Assigned task:
The answer must consist of every line from the data that holds the string "CommentNotFound".
---- Supplied data
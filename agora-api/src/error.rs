use anyhow::{anyhow, Context};
use serde_json::json;

use crate::{CommentId, PostId};

#[derive(Clone, Debug, Eq, PartialEq, thiserror::Error)]
pub enum Error {
    #[error("Unknown error: {0}")]
    Unknown(String),

    #[error("Permission denied")]
    PermissionDenied,

    #[error("Not authenticated")]
    NotAuthenticated,

    #[error("Name already used {0}")]
    NameAlreadyUsed(String),

    #[error("Post not found {0:?}")]
    PostNotFound(PostId),

    #[error("Comment not found {0:?}")]
    CommentNotFound(CommentId),

    #[error("Comment was deleted {0:?}")]
    CommentDeleted(CommentId),

    #[error("Comment content is empty")]
    EmptyContent,

    #[error("Null byte in string is not allowed {0:?}")]
    NullByteInString(String),

    #[error("Invalid vote value {0}")]
    InvalidVote(i64),

    /// The request did not reach the server, or its answer did not reach us
    #[error("Transport error: {0}")]
    Transport(String),
}

impl Error {
    pub fn status_code(&self) -> http::StatusCode {
        use http::StatusCode;
        match self {
            Error::Unknown(_) => StatusCode::INTERNAL_SERVER_ERROR,
            Error::PermissionDenied => StatusCode::FORBIDDEN,
            Error::NotAuthenticated => StatusCode::UNAUTHORIZED,
            Error::NameAlreadyUsed(_) => StatusCode::CONFLICT,
            Error::PostNotFound(_) => StatusCode::NOT_FOUND,
            Error::CommentNotFound(_) => StatusCode::NOT_FOUND,
            Error::CommentDeleted(_) => StatusCode::GONE,
            Error::EmptyContent => StatusCode::BAD_REQUEST,
            Error::NullByteInString(_) => StatusCode::BAD_REQUEST,
            Error::InvalidVote(_) => StatusCode::BAD_REQUEST,
            Error::Transport(_) => StatusCode::BAD_GATEWAY,
        }
    }

    pub fn contents(&self) -> Vec<u8> {
        serde_json::to_vec(&match self {
            Error::Unknown(msg) => json!({
                "message": msg,
                "type": "unknown",
            }),
            Error::PermissionDenied => json!({
                "message": "permission denied",
                "type": "permission-denied",
            }),
            Error::NotAuthenticated => json!({
                "message": "not authenticated",
                "type": "not-authenticated",
            }),
            Error::NameAlreadyUsed(n) => json!({
                "message": "name already used",
                "type": "conflict-name",
                "name": n,
            }),
            Error::PostNotFound(p) => json!({
                "message": "post not found",
                "type": "post-not-found",
                "id": p.0,
            }),
            Error::CommentNotFound(c) => json!({
                "message": "comment not found",
                "type": "comment-not-found",
                "id": c.0,
            }),
            Error::CommentDeleted(c) => json!({
                "message": "comment was deleted",
                "type": "comment-deleted",
                "id": c.0,
            }),
            Error::EmptyContent => json!({
                "message": "comment content is empty",
                "type": "empty-content",
            }),
            Error::NullByteInString(s) => json!({
                "message": "there was a null byte in argument string",
                "type": "null-byte",
                "string": s,
            }),
            Error::InvalidVote(v) => json!({
                "message": "vote must be -1, 0 or 1",
                "type": "invalid-vote",
                "value": v,
            }),
            Error::Transport(msg) => json!({
                "message": msg,
                "type": "transport",
            }),
        })
        .expect("serializing error")
    }

    pub fn parse(body: &[u8]) -> anyhow::Result<Error> {
        let data: serde_json::Value =
            serde_json::from_slice(body).context("parsing error contents")?;
        let id = || {
            data.get("id")
                .and_then(|id| id.as_str())
                .map(String::from)
                .ok_or_else(|| anyhow!("error is about a post or comment without a proper id"))
        };
        Ok(
            match data
                .get("type")
                .and_then(|t| t.as_str())
                .ok_or_else(|| anyhow!("error type is not a string"))?
            {
                "unknown" => Error::Unknown(String::from(
                    data.get("message")
                        .and_then(|msg| msg.as_str())
                        .unwrap_or(""),
                )),
                "permission-denied" => Error::PermissionDenied,
                "not-authenticated" => Error::NotAuthenticated,
                "conflict-name" => Error::NameAlreadyUsed(String::from(
                    data.get("name")
                        .and_then(|n| n.as_str())
                        .ok_or_else(|| anyhow!("error is a name conflict without a name"))?,
                )),
                "post-not-found" => Error::PostNotFound(PostId(id()?)),
                "comment-not-found" => Error::CommentNotFound(CommentId(id()?)),
                "comment-deleted" => Error::CommentDeleted(CommentId(id()?)),
                "empty-content" => Error::EmptyContent,
                "null-byte" => Error::NullByteInString(String::from(
                    data.get("string").and_then(|s| s.as_str()).ok_or_else(|| {
                        anyhow!("error is a null-byte-in-string without a string")
                    })?,
                )),
                "invalid-vote" => Error::InvalidVote(
                    data.get("value")
                        .and_then(|v| v.as_i64())
                        .ok_or_else(|| anyhow!("error is an invalid vote without a value"))?,
                ),
                "transport" => Error::Transport(String::from(
                    data.get("message")
                        .and_then(|msg| msg.as_str())
                        .unwrap_or(""),
                )),
                _ => return Err(anyhow!("error contents has unknown type")),
            },
        )
    }
}

#[cfg(test)]
mod tests {
    use super::*;

    #[test]
    fn parses_back_what_it_sends() {
        let comment = CommentId(String::from("65f1a2b3c4d5e6f708192a3b"));
        for err in [
            Error::Unknown(String::from("boom")),
            Error::PermissionDenied,
            Error::NotAuthenticated,
            Error::NameAlreadyUsed(String::from("alice")),
            Error::PostNotFound(PostId(String::from("42"))),
            Error::CommentNotFound(comment.clone()),
            Error::CommentDeleted(comment),
            Error::EmptyContent,
            Error::NullByteInString(String::from("a\0")),
            Error::InvalidVote(3),
            Error::Transport(String::from("connection reset")),
        ] {
            assert_eq!(Error::parse(&err.contents()).unwrap(), err);
        }
    }

    #[test]
    fn rejects_garbage() {
        assert!(Error::parse(b"<html>502</html>").is_err());
        assert!(Error::parse(br#"{"type":"no-such-error"}"#).is_err());
        assert!(Error::parse(br#"{"type":"comment-deleted"}"#).is_err());
        assert!(Error::parse(br#"{"type":"comment-deleted","id":12}"#).is_err());
    }

    #[test]
    fn status_codes() {
        assert_eq!(Error::NotAuthenticated.status_code(), 401);
        assert_eq!(
            Error::CommentDeleted(CommentId(String::from("c1"))).status_code(),
            http::StatusCode::GONE
        );
    }
}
--------
Output for this task:
    CommentNotFound(CommentId),
            Error::CommentNotFound(_) => StatusCode::NOT_FOUND,
            Error::CommentNotFound(c) => json!({
                "comment-not-found" => Error::CommentNotFound(CommentId(id()?)),
            Error::CommentNotFound(comment.clone()),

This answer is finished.